Saved data entries:
^^^^^^^^^^^^^^^^

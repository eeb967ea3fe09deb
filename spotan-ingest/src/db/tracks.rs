//! Track persistence

use crate::models::{AudioFeatures, Key, Mode, Track};
use spotan_common::{Error, Result};
use sqlx::{sqlite::SqliteRow, Row, SqliteConnection, SqlitePool};
use std::collections::HashMap;

pub async fn upsert_track(conn: &mut SqliteConnection, track: &Track) -> Result<()> {
    let f = &track.features;

    sqlx::query(
        r#"
        INSERT INTO tracks (
            spotify_id, album_id, name, length_ms, explicit, preview_url,
            acousticness, danceability, energy, instrumentalness, key, liveness,
            loudness, mode, speechiness, estimated_tempo, time_signature, valence,
            last_refreshed
        ) VALUES (?, ?, ?, ?, ?, ?, ?, ?, ?, ?, ?, ?, ?, ?, ?, ?, ?, ?, ?)
        ON CONFLICT(spotify_id) DO UPDATE SET
            album_id = excluded.album_id,
            name = excluded.name,
            length_ms = excluded.length_ms,
            explicit = excluded.explicit,
            preview_url = excluded.preview_url,
            acousticness = excluded.acousticness,
            danceability = excluded.danceability,
            energy = excluded.energy,
            instrumentalness = excluded.instrumentalness,
            key = excluded.key,
            liveness = excluded.liveness,
            loudness = excluded.loudness,
            mode = excluded.mode,
            speechiness = excluded.speechiness,
            estimated_tempo = excluded.estimated_tempo,
            time_signature = excluded.time_signature,
            valence = excluded.valence,
            last_refreshed = excluded.last_refreshed
        "#,
    )
    .bind(&track.spotify_id)
    .bind(&track.album_id)
    .bind(&track.name)
    .bind(track.length_ms)
    .bind(track.explicit)
    .bind(&track.preview_url)
    .bind(f64::from(f.acousticness))
    .bind(f64::from(f.danceability))
    .bind(f64::from(f.energy))
    .bind(f64::from(f.instrumentalness))
    .bind(f.key.map(Key::pitch_class))
    .bind(f64::from(f.liveness))
    .bind(f64::from(f.loudness))
    .bind(f.mode.raw())
    .bind(f64::from(f.speechiness))
    .bind(f64::from(f.estimated_tempo))
    .bind(f64::from(f.time_signature))
    .bind(f64::from(f.valence))
    .bind(track.last_refreshed)
    .execute(&mut *conn)
    .await?;

    sqlx::query("DELETE FROM track_artists WHERE track_id = ?")
        .bind(&track.spotify_id)
        .execute(&mut *conn)
        .await?;

    for (position, artist_id) in track.artist_ids.iter().enumerate() {
        sqlx::query(
            "INSERT INTO track_artists (track_id, artist_id, position) VALUES (?, ?, ?)",
        )
        .bind(&track.spotify_id)
        .bind(artist_id)
        .bind(position as i64)
        .execute(&mut *conn)
        .await?;
    }

    Ok(())
}

fn real(row: &SqliteRow, column: &str) -> f32 {
    row.get::<f64, _>(column) as f32
}

fn track_from_row(row: &SqliteRow, artist_ids: Vec<String>) -> Result<Track> {
    let spotify_id: String = row.get("spotify_id");
    let raw_key: Option<i64> = row.get("key");
    let raw_mode: i64 = row.get("mode");

    let mode = Mode::from_raw(raw_mode).ok_or_else(|| {
        Error::Internal(format!("track {} has invalid mode {}", spotify_id, raw_mode))
    })?;

    let features = AudioFeatures {
        acousticness: real(row, "acousticness"),
        danceability: real(row, "danceability"),
        energy: real(row, "energy"),
        instrumentalness: real(row, "instrumentalness"),
        key: raw_key.and_then(Key::from_pitch_class),
        liveness: real(row, "liveness"),
        loudness: real(row, "loudness"),
        mode,
        speechiness: real(row, "speechiness"),
        estimated_tempo: real(row, "estimated_tempo"),
        time_signature: real(row, "time_signature"),
        valence: real(row, "valence"),
    };

    Ok(Track {
        name: row.get("name"),
        length_ms: row.get("length_ms"),
        explicit: row.get("explicit"),
        preview_url: row.get("preview_url"),
        features,
        album_id: row.get("album_id"),
        artist_ids,
        last_refreshed: row.get("last_refreshed"),
        spotify_id,
    })
}

pub async fn load_tracks(pool: &SqlitePool) -> Result<Vec<Track>> {
    let link_rows = sqlx::query(
        "SELECT track_id, artist_id FROM track_artists ORDER BY track_id, position",
    )
    .fetch_all(pool)
    .await?;

    let mut credits: HashMap<String, Vec<String>> = HashMap::new();
    for row in link_rows {
        credits
            .entry(row.get("track_id"))
            .or_default()
            .push(row.get("artist_id"));
    }

    let rows = sqlx::query(
        r#"
        SELECT spotify_id, album_id, name, length_ms, explicit, preview_url,
               acousticness, danceability, energy, instrumentalness, key, liveness,
               loudness, mode, speechiness, estimated_tempo, time_signature, valence,
               last_refreshed
        FROM tracks
        "#,
    )
    .fetch_all(pool)
    .await?;

    rows.iter()
        .map(|row| {
            let id: String = row.get("spotify_id");
            let artist_ids = credits.remove(&id).unwrap_or_default();
            track_from_row(row, artist_ids)
        })
        .collect()
}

^^^^^^^^^^^^^^^^

§ WHAT YOU SHOULD DO: In the lines above, find the word "liveness" and copy every line it occurs in.

§ PROBLEM SOLUTION:
            acousticness, danceability, energy, instrumentalness, key, liveness,
            liveness = excluded.liveness,
    .bind(f64::from(f.liveness))
        liveness: real(row, "liveness"),
               acousticness, danceability, energy, instrumentalness, key, liveness,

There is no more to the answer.